ES_Lechu [ Piw Paw Elo 320 ]

No życze szczęscia w walce z kompem :P

btw. ostatnio tez zmienialem obudowe, problemow było tyle ze portow usb z przodu i regulatora wiatraczkow nie mam sily podlaczyc od miesiaca :P

26.02.2008
01:15
smile
[4]

Yari [ Juventino ]

3 miesiące temu przeżywałem podobną mega frustracje :). Zakupiłem sobie płyte główną , procek , pamięć i grafike. Zachwycony wpadam do domu z częściami i montuje. Podniecenie sięga zenitu. Pierwsze odpalanie ... i .... dupa. Nie rusza , myśle sobie może coś źle podłączone , sprawdzam wszystko po kilka razy. No ok jest niby. Może zasilacz padł , wymieniam , dalej dupa. Cholera jasna. Nie będę opisywał co próbowałem robić przez długie 4 dni bo sporo pisania by było. Zdruzgotany stwierdziłem że może płyta główna wadliwa . Polazłem do sklepu żeby sprawdzili , serwisant bierze kompa podłącza ... i rusza. Bez problemu. No szok. Jak się w domu okazało kabel zasilający jednostkę padł jakimś cudem. Dobrze że miałem nieużywany podobny od drukarki , podłączyłem ... Alleluja ! Działa :).

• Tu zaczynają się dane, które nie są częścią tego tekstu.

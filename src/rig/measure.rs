use crate::{
    foundation::core::{Aabb3, DVec3},
    foundation::error::{RigError, RigResult},
    host::{MeshHandle, SceneHost},
};

/// Extents of the character mesh that every later stage scales by.
#[derive(Clone, Copy, Debug, PartialEq, serde::Serialize, serde::Deserialize)]
pub struct Measurements {
    /// Lateral (X) extent of the local bounding box.
    pub width: f64,
    /// Vertical (Z) extent of the local bounding box.
    pub height: f64,
    /// World-space center of the bottom face of the bounding box.
    pub footprint_center: DVec3,
}

impl Measurements {
    /// Measurements for a mesh standing on the world origin.
    pub fn from_dimensions(width: f64, height: f64) -> Self {
        Self {
            width,
            height,
            footprint_center: DVec3::ZERO,
        }
    }

    /// Derive extents from the corners of a local bounding box and the mesh's
    /// local->world map.
    pub fn from_bounds(bounds: &Aabb3, to_world: impl Fn(DVec3) -> DVec3) -> Self {
        let corners = bounds.corners();
        // [0] and [3] are opposite corners of the bottom face, [4] sits above [0].
        let (low, far, top) = (corners[0], corners[3], corners[4]);
        Self {
            width: far.x - low.x,
            height: top.z - low.z,
            footprint_center: to_world((low + far) * 0.5),
        }
    }
}

/// Measure `mesh` and move its origin to the footprint center.
///
/// A flat or empty-volume box is accepted and yields zero extents; only a
/// mesh without any vertices is rejected.
#[tracing::instrument(skip(host))]
pub fn measure_mesh(host: &mut dyn SceneHost, mesh: MeshHandle) -> RigResult<Measurements> {
    let object = host.mesh(mesh)?;
    let bounds = object.local_bounds().ok_or_else(|| {
        RigError::geometry(format!("mesh '{}' has no vertices to measure", object.name))
    })?;
    let to_world = object.world_transform();
    let m = Measurements::from_bounds(&bounds, |p| to_world.transform_point3(p));

    host.relocate_origin(mesh, m.footprint_center)?;
    tracing::debug!(
        width = m.width,
        height = m.height,
        footprint = ?m.footprint_center,
        "mesh measured"
    );
    Ok(m)
}

#[cfg(test)]
#[path = "../../tests/unit/rig/measure.rs"]
mod tests;
use crate::{
    foundation::core::DVec3,
    host::VertexGroup,
    rig::skeleton::{BoneId, Skeleton},
};

/// Bones a single vertex may be weighted to.
pub(crate) const MAX_INFLUENCES: usize = 4;

const FALLOFF_EPSILON: f64 = 1e-6;

fn distance_to_segment(p: DVec3, a: DVec3, b: DVec3) -> f64 {
    let ab = b - a;
    let len2 = ab.length_squared();
    if len2 == 0.0 {
        return p.distance(a);
    }
    let t = ((p - a).dot(ab) / len2).clamp(0.0, 1.0);
    p.distance(a + ab * t)
}

/// Inverse-square distance weights from each vertex to each bone segment.
///
/// `vertices` and `rig_location` are world space; bones are offset by
/// `rig_location`. Each vertex keeps its strongest [`MAX_INFLUENCES`] bones,
/// normalized to sum to 1.
pub(crate) fn automatic_weights(
    vertices: &[DVec3],
    skeleton: &Skeleton,
    rig_location: DVec3,
) -> Vec<VertexGroup> {
    let mut groups: Vec<VertexGroup> = BoneId::ALL
        .into_iter()
        .map(|bone| VertexGroup {
            bone,
            weights: Vec::new(),
        })
        .collect();

    for (vi, &v) in vertices.iter().enumerate() {
        let mut scored: Vec<(BoneId, f64)> = skeleton
            .bones()
            .map(|b| {
                let d = distance_to_segment(v, b.head + rig_location, b.tail + rig_location);
                (b.id, 1.0 / (d * d + FALLOFF_EPSILON))
            })
            .collect();
        // Stable order: strongest first, ties broken by bone order.
        scored.sort_by(|a, b| b.1.total_cmp(&a.1).then(a.0.cmp(&b.0)));
        scored.truncate(MAX_INFLUENCES);

        let total: f64 = scored.iter().map(|(_, w)| w).sum();
        for (bone, w) in scored {
            groups[bone.index()].weights.push((vi as u32, w / total));
        }
    }
    groups
}

#[cfg(test)]
#[path = "../../tests/unit/host/weights.rs"]
mod tests;
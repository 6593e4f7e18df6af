pub(crate) mod anim;
pub(crate) mod ease;
pub(crate) mod jump;
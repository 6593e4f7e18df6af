pub(crate) mod build;
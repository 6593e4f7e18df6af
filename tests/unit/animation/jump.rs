use super::*;
use crate::animation::ease::Ease;
use crate::config::settings::{IkSettings, SkeletonProportions};
use crate::rig::{assemble::assemble_ik_rig, skeleton::build_skeleton};

fn clip_for(width: f64, height: f64) -> Action {
    let m = Measurements::from_dimensions(width, height);
    let skeleton = build_skeleton(&m, &SkeletonProportions::default()).unwrap();
    let rig = assemble_ik_rig("T_rig", skeleton, &IkSettings::default()).unwrap();
    animate_jump(&m, &rig, &JumpClipSettings::default()).unwrap()
}

fn z_at(action: &Action, channel: Channel, frame: u64) -> f64 {
    action
        .track(channel)
        .unwrap()
        .keys
        .value_at(FrameIndex(frame))
        .unwrap()
        .z
}

#[test]
fn keys_four_tracks() {
    let a = clip_for(1.0, 2.0);
    assert_eq!(a.name, "T_rig_jump");
    let channels: Vec<_> = a.tracks.iter().map(|t| t.channel).collect();
    assert_eq!(
        channels,
        vec![
            Channel::ObjectLocation,
            Channel::BoneRotation(BoneId::Spine1),
            Channel::MarkerLocation(MarkerId::IkTargetL),
            Channel::MarkerLocation(MarkerId::IkTargetR),
        ]
    );
}

#[test]
fn root_lift_and_arm_reach_scale_with_height() {
    let a = clip_for(1.0, 2.0);
    assert_eq!(
        a.track(Channel::ObjectLocation)
            .unwrap()
            .keys
            .value_at(FrameIndex(12)),
        Some(&DVec3::new(0.0, 0.0, 1.7))
    );
    assert_eq!(z_at(&a, Channel::ObjectLocation, 6), -0.24);
    assert_eq!(z_at(&a, Channel::MarkerLocation(MarkerId::IkTargetL), 14), 2.1);
    assert_eq!(z_at(&a, Channel::MarkerLocation(MarkerId::IkTargetR), 14), 2.1);

    let tall = clip_for(1.0, 4.0);
    assert_eq!(z_at(&tall, Channel::ObjectLocation, 12), 3.4);
    assert_eq!(z_at(&tall, Channel::MarkerLocation(MarkerId::IkTargetL), 14), 4.2);
}

#[test]
fn targets_keep_their_rest_lateral_position() {
    let a = clip_for(1.0, 2.0);
    let left = a.track(Channel::MarkerLocation(MarkerId::IkTargetL)).unwrap();
    let right = a.track(Channel::MarkerLocation(MarkerId::IkTargetR)).unwrap();
    for (l, r) in left.keys.keys.iter().zip(&right.keys.keys) {
        assert_eq!(l.frame, r.frame);
        assert_eq!((l.value.x, l.value.y), (-0.5, 0.02));
        assert_eq!(r.value.x, -l.value.x);
        assert_eq!(r.value.y, -l.value.y);
        assert_eq!(r.value.z, l.value.z);
    }
}

#[test]
fn spine_pitch_is_radians_on_x_and_ignores_size() {
    let a = clip_for(1.0, 2.0);
    let b = clip_for(3.0, 7.0);
    let spine = Channel::BoneRotation(BoneId::Spine1);
    let keys = &a.track(spine).unwrap().keys;
    assert_eq!(
        keys.frames().map(|f| f.0).collect::<Vec<_>>(),
        vec![1, 6, 12, 18, 22]
    );
    assert_eq!(
        keys.value_at(FrameIndex(12)),
        Some(&DVec3::new(22f64.to_radians(), 0.0, 0.0))
    );
    assert_eq!(a.track(spine), b.track(spine));
}

#[test]
fn every_track_is_strictly_increasing() {
    let a = clip_for(0.62, 0.72);
    for t in &a.tracks {
        let frames: Vec<_> = t.keys.frames().collect();
        assert!(frames.windows(2).all(|w| w[0] < w[1]), "{:?}", t.channel);
        assert!(t.keys.keys.iter().all(|k| k.ease == Ease::InOutCubic));
    }
}

#[test]
fn duplicate_channels_fail_validation() {
    let mut a = clip_for(1.0, 2.0);
    let dup = a.tracks[0].clone();
    a.tracks.push(dup);
    let err = a.validate().unwrap_err();
    assert!(matches!(err, RigError::Animation(_)));
}

#[test]
fn unordered_tables_are_refused() {
    let m = Measurements::from_dimensions(1.0, 2.0);
    let skeleton = build_skeleton(&m, &SkeletonProportions::default()).unwrap();
    let rig = assemble_ik_rig("T_rig", skeleton, &IkSettings::default()).unwrap();
    let clip = JumpClipSettings {
        root_lift: vec![KeySpec::new(6, 0.0), KeySpec::new(1, 0.5)],
        ..JumpClipSettings::default()
    };
    assert!(animate_jump(&m, &rig, &clip).is_err());
}
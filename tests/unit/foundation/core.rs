use super::*;

#[test]
fn frame_range_contains_boundaries() {
    let r = FrameRange::new(FrameIndex(2), FrameIndex(5)).unwrap();
    assert!(!r.contains(FrameIndex(1)));
    assert!(r.contains(FrameIndex(2)));
    assert!(r.contains(FrameIndex(4)));
    assert!(!r.contains(FrameIndex(5)));
}

#[test]
fn inclusive_playback_range_covers_last_frame() {
    let r = FrameRange::inclusive(FrameIndex(1), FrameIndex(40)).unwrap();
    assert_eq!(r.len_frames(), 40);
    assert_eq!(r.last(), Some(FrameIndex(40)));
    assert!(r.contains(FrameIndex(40)));
    assert!(!r.contains(FrameIndex(0)));
    assert_eq!(r.frames().count(), 40);
}

#[test]
fn inverted_ranges_are_rejected() {
    assert!(FrameRange::new(FrameIndex(3), FrameIndex(2)).is_err());
    assert!(FrameRange::inclusive(FrameIndex(3), FrameIndex(2)).is_err());
}

#[test]
fn inclusive_range_rejects_unrepresentable_end() {
    let err = FrameRange::inclusive(FrameIndex(1), FrameIndex(u64::MAX)).unwrap_err();
    assert!(matches!(err, RigError::Validation(_)));
    let r = FrameRange::inclusive(FrameIndex(1), FrameIndex(u64::MAX - 1)).unwrap();
    assert_eq!(r.last(), Some(FrameIndex(u64::MAX - 1)));
}

#[test]
fn clamp_on_empty_range_returns_start() {
    let r = FrameRange::new(FrameIndex(7), FrameIndex(7)).unwrap();
    assert_eq!(r.last(), None);
    assert_eq!(r.clamp(FrameIndex(99)), FrameIndex(7));
}

#[test]
fn clamp_pins_to_last_inclusive_frame() {
    let r = FrameRange::inclusive(FrameIndex(1), FrameIndex(40)).unwrap();
    assert_eq!(r.clamp(FrameIndex(0)), FrameIndex(1));
    assert_eq!(r.clamp(FrameIndex(99)), FrameIndex(40));
}

#[test]
fn aabb_from_points_and_corners() {
    let pts = [
        DVec3::new(-1.0, 0.0, 2.0),
        DVec3::new(3.0, -2.0, 0.5),
        DVec3::new(0.0, 1.0, 0.0),
    ];
    let bb = Aabb3::from_points(&pts).unwrap();
    assert_eq!(bb.min, DVec3::new(-1.0, -2.0, 0.0));
    assert_eq!(bb.max, DVec3::new(3.0, 1.0, 2.0));
    assert_eq!(bb.size(), DVec3::new(4.0, 3.0, 2.0));
    assert_eq!(bb.corners()[0], bb.min);
    assert_eq!(bb.corners()[7], bb.max);
    assert!(Aabb3::from_points(&[] as &[DVec3]).is_none());
}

Powodzenia i nie poddawaj się :).

26.02.2008
01:17
smile
[5]

*_*Cypriani [ White Trash ]

Faktem jest, że komputery potrafią czasem doprowadzic do szału. Na prawdę nie raz kompletnie nie wiadomo co może byc przyczyna jakiejś usterki. Ostatnio miałem również podobną przygode z moim blaszakiem, ale juz mi sie opisywac nie chce :)

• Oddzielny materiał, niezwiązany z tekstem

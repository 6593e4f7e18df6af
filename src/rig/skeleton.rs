use crate::{
    config::settings::SkeletonProportions,
    foundation::core::{DQuat, DVec3},
    foundation::error::{RigError, RigResult},
    rig::measure::Measurements,
};

/// Closed set of bones in the jump rig, in parent-before-child order.
#[derive(
    Clone, Copy, Debug, PartialEq, Eq, PartialOrd, Ord, Hash, serde::Serialize, serde::Deserialize,
)]
pub enum BoneId {
    /// Ground-level root of the tree.
    #[serde(rename = "root")]
    Root,
    /// Lower spine segment.
    #[serde(rename = "spine_1")]
    Spine1,
    /// Middle spine segment.
    #[serde(rename = "spine_2")]
    Spine2,
    /// Upper spine segment; both arms hang off its tail.
    #[serde(rename = "spine_3")]
    Spine3,
    /// Left upper arm.
    #[serde(rename = "arm_L_1")]
    ArmL1,
    /// Left forearm, tip of the left IK chain.
    #[serde(rename = "arm_L_2")]
    ArmL2,
    /// Right upper arm.
    #[serde(rename = "arm_R_1")]
    ArmR1,
    /// Right forearm, tip of the right IK chain.
    #[serde(rename = "arm_R_2")]
    ArmR2,
}

/// Number of bones in the rig.
pub const BONE_COUNT: usize = 8;

impl BoneId {
    /// All bones, parents first.
    pub const ALL: [BoneId; BONE_COUNT] = [
        BoneId::Root,
        BoneId::Spine1,
        BoneId::Spine2,
        BoneId::Spine3,
        BoneId::ArmL1,
        BoneId::ArmL2,
        BoneId::ArmR1,
        BoneId::ArmR2,
    ];

    /// Host-facing bone name.
    pub fn name(self) -> &'static str {
        match self {
            BoneId::Root => "root",
            BoneId::Spine1 => "spine_1",
            BoneId::Spine2 => "spine_2",
            BoneId::Spine3 => "spine_3",
            BoneId::ArmL1 => "arm_L_1",
            BoneId::ArmL2 => "arm_L_2",
            BoneId::ArmR1 => "arm_R_1",
            BoneId::ArmR2 => "arm_R_2",
        }
    }

    /// Position in [`BoneId::ALL`].
    pub fn index(self) -> usize {
        self as usize
    }

    /// Parent in the fixed topology.
    pub fn parent(self) -> Option<BoneId> {
        match self {
            BoneId::Root => None,
            BoneId::Spine1 => Some(BoneId::Root),
            BoneId::Spine2 => Some(BoneId::Spine1),
            BoneId::Spine3 => Some(BoneId::Spine2),
            BoneId::ArmL1 | BoneId::ArmR1 => Some(BoneId::Spine3),
            BoneId::ArmL2 => Some(BoneId::ArmL1),
            BoneId::ArmR2 => Some(BoneId::ArmR1),
        }
    }

    /// Arm segment `1` (upper) or `2` (fore) on `side`.
    pub fn arm(side: Side, segment: u8) -> Option<BoneId> {
        match (side, segment) {
            (Side::Left, 1) => Some(BoneId::ArmL1),
            (Side::Left, 2) => Some(BoneId::ArmL2),
            (Side::Right, 1) => Some(BoneId::ArmR1),
            (Side::Right, 2) => Some(BoneId::ArmR2),
            _ => None,
        }
    }
}

/// Body side of a mirrored arm chain.
#[derive(Clone, Copy, Debug, PartialEq, Eq, Hash, serde::Serialize, serde::Deserialize)]
pub enum Side {
    /// Toward -X.
    Left,
    /// Toward +X.
    Right,
}

impl Side {
    /// Both sides, left first.
    pub const BOTH: [Side; 2] = [Side::Left, Side::Right];

    /// Sign of the lateral (X) axis on this side.
    pub fn lateral(self) -> f64 {
        match self {
            Side::Left => -1.0,
            Side::Right => 1.0,
        }
    }

    /// Sign used for depth offsets, roll, and pole angle on this side.
    pub fn twist(self) -> f64 {
        match self {
            Side::Left => 1.0,
            Side::Right => -1.0,
        }
    }
}

/// One rest-pose bone in skeleton-local space.
#[derive(Clone, Debug, PartialEq, serde::Serialize, serde::Deserialize)]
pub struct Bone {
    /// Which bone this is.
    pub id: BoneId,
    /// Start point.
    pub head: DVec3,
    /// End point.
    pub tail: DVec3,
    /// Parent bone; the skeleton owns every bone.
    pub parent: Option<BoneId>,
    /// Twist about the head->tail axis, radians.
    pub roll: f64,
}

impl Bone {
    /// Distance from head to tail.
    pub fn length(&self) -> f64 {
        (self.tail - self.head).length()
    }

    /// Unit head->tail direction; `+Y` for zero-length bones.
    pub fn direction(&self) -> DVec3 {
        let d = (self.tail - self.head).normalize_or_zero();
        if d == DVec3::ZERO { DVec3::Y } else { d }
    }

    /// Rest orientation: local `+Y` along the bone, local `X` twisted by `roll`.
    pub fn rest_rotation(&self) -> DQuat {
        let dir = self.direction();
        DQuat::from_axis_angle(dir, self.roll) * DQuat::from_rotation_arc(DVec3::Y, dir)
    }
}

/// Finalized bone tree. Topology cannot change once this value exists.
#[derive(Clone, Debug, PartialEq, serde::Serialize, serde::Deserialize)]
pub struct Skeleton {
    bones: Vec<Bone>,
}

impl Skeleton {
    /// Bone record for `id`.
    pub fn bone(&self, id: BoneId) -> &Bone {
        &self.bones[id.index()]
    }

    /// Bones in parent-before-child order.
    pub fn bones(&self) -> impl Iterator<Item = &Bone> {
        self.bones.iter()
    }

    /// Direct children of `id`.
    pub fn children(&self, id: BoneId) -> impl Iterator<Item = BoneId> + '_ {
        self.bones
            .iter()
            .filter(move |b| b.parent == Some(id))
            .map(|b| b.id)
    }

    /// Re-check the invariants the builder enforces; used on deserialized skeletons.
    pub fn validate(&self) -> RigResult<()> {
        if self.bones.len() != BONE_COUNT {
            return Err(RigError::validation(format!(
                "skeleton must have {BONE_COUNT} bones, got {}",
                self.bones.len()
            )));
        }
        for (bone, id) in self.bones.iter().zip(BoneId::ALL) {
            if bone.id != id {
                return Err(RigError::validation(format!(
                    "bone slot '{}' holds '{}'",
                    id.name(),
                    bone.id.name()
                )));
            }
            if bone.parent != id.parent() {
                return Err(RigError::validation(format!(
                    "bone '{}' has the wrong parent",
                    id.name()
                )));
            }
        }
        Ok(())
    }
}

/// Bone-definition phase; [`SkeletonBuilder::finish`] yields the immutable [`Skeleton`].
#[derive(Clone, Debug, Default)]
pub struct SkeletonBuilder {
    slots: [Option<Bone>; BONE_COUNT],
}

impl SkeletonBuilder {
    /// Empty definition.
    pub fn new() -> Self {
        Self::default()
    }

    /// Define a parentless bone at explicit head/tail.
    pub fn root(mut self, id: BoneId, head: DVec3, tail: DVec3) -> RigResult<Self> {
        if id.parent().is_some() {
            return Err(RigError::validation(format!(
                "bone '{}' has a parent and must be chained",
                id.name()
            )));
        }
        self.put(Bone {
            id,
            head,
            tail,
            parent: None,
            roll: 0.0,
        })?;
        Ok(self)
    }

    /// Define a child bone whose head is its parent's tail.
    pub fn chain(mut self, id: BoneId, tail: DVec3, roll: f64) -> RigResult<Self> {
        let parent = id.parent().ok_or_else(|| {
            RigError::validation(format!("bone '{}' has no parent to chain from", id.name()))
        })?;
        let head = self.slots[parent.index()]
            .as_ref()
            .map(|p| p.tail)
            .ok_or_else(|| {
                RigError::validation(format!(
                    "bone '{}' defined before its parent '{}'",
                    id.name(),
                    parent.name()
                ))
            })?;
        self.put(Bone {
            id,
            head,
            tail,
            parent: Some(parent),
            roll,
        })?;
        Ok(self)
    }

    fn put(&mut self, bone: Bone) -> RigResult<()> {
        let slot = &mut self.slots[bone.id.index()];
        if slot.is_some() {
            return Err(RigError::validation(format!(
                "bone '{}' defined twice",
                bone.id.name()
            )));
        }
        *slot = Some(bone);
        Ok(())
    }

    /// Close the definition phase. Fails if any bone is missing.
    pub fn finish(self) -> RigResult<Skeleton> {
        let mut bones = Vec::with_capacity(BONE_COUNT);
        for (slot, id) in self.slots.into_iter().zip(BoneId::ALL) {
            let bone = slot.ok_or_else(|| {
                RigError::validation(format!("bone '{}' was never defined", id.name()))
            })?;
            bones.push(bone);
        }
        let skeleton = Skeleton { bones };
        skeleton.validate()?;
        Ok(skeleton)
    }
}

/// Lay out the jump-rig skeleton from measured mesh extents.
#[tracing::instrument(skip(props))]
pub fn build_skeleton(m: &Measurements, props: &SkeletonProportions) -> RigResult<Skeleton> {
    let (w, h) = (m.width, m.height);
    let up = |frac: f64| DVec3::new(0.0, 0.0, frac * h);

    let mut b = SkeletonBuilder::new()
        .root(BoneId::Root, DVec3::ZERO, up(props.root_top))?
        .chain(BoneId::Spine1, up(props.spine_tops[0]), 0.0)?
        .chain(BoneId::Spine2, up(props.spine_tops[1]), 0.0)?
        .chain(BoneId::Spine3, up(props.spine_tops[2]), 0.0)?;

    let shoulder_z = props.spine_tops[2] * h;
    let roll = props.arm_roll_deg.to_radians();
    for side in Side::BOTH {
        for (segment, reach) in [(1u8, props.arm_reach[0]), (2u8, props.arm_reach[1])] {
            let id = BoneId::arm(side, segment)
                .ok_or_else(|| RigError::validation("arm segment out of range"))?;
            let tail = DVec3::new(
                side.lateral() * reach * w,
                side.twist() * props.depth_nudge,
                shoulder_z,
            );
            b = b.chain(id, tail, side.twist() * roll)?;
        }
    }

    let skeleton = b.finish()?;
    tracing::debug!(width = w, height = h, "skeleton laid out");
    Ok(skeleton)
}

#[cfg(test)]
#[path = "../../tests/unit/rig/skeleton.rs"]
mod tests;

W kazdym bądź razie powodzenia w dalszym użytkowaniu komputerka, choc jestem pewien, ze jeszcze nie raz spłata figla ;)

26.02.2008
02:22
[6]

settoGOne [ Centurion ]

ile ja sie nawnerwialem na mojego poczciwego staruszka :) W wiekszosci sytuacji nie wiedzialem jak go naprawilem. Moim najczestszym zajeciem jest odkrecanie i przykrecanie wszystkiego na nowo. Powodem sa powtarzajace sie usterki "z dupy" :D Czasami wlaczam kompa - pika cos (nie chce mi sie sprawdzac co to odnosnie ilosci piknieć:P):) Wtedy tak jak mowilem ratunek: przykrecic, odkrecic tu przepiac:P

26.02.2008
03:35
[7]

Mr.Kalgan [ Gold Dragon ]

No, ja nie zamierzam współczuć. Nie da się złożyć komputera, olewając trudności. Olewań było tak dużo, ze nie sposób wydedukowac co też moze być nieprawidłowego. Pierwsza myśl, ze skoro problemy zaczęly się od zmiany obudowy, a zatem zapewne (bo diabli wiedzą jak było) i zasilacza to w tym jest problem. Jeżeli w starej obudowie komputer działał, wróć do starego ZASILACZA, albo wymień na nowy.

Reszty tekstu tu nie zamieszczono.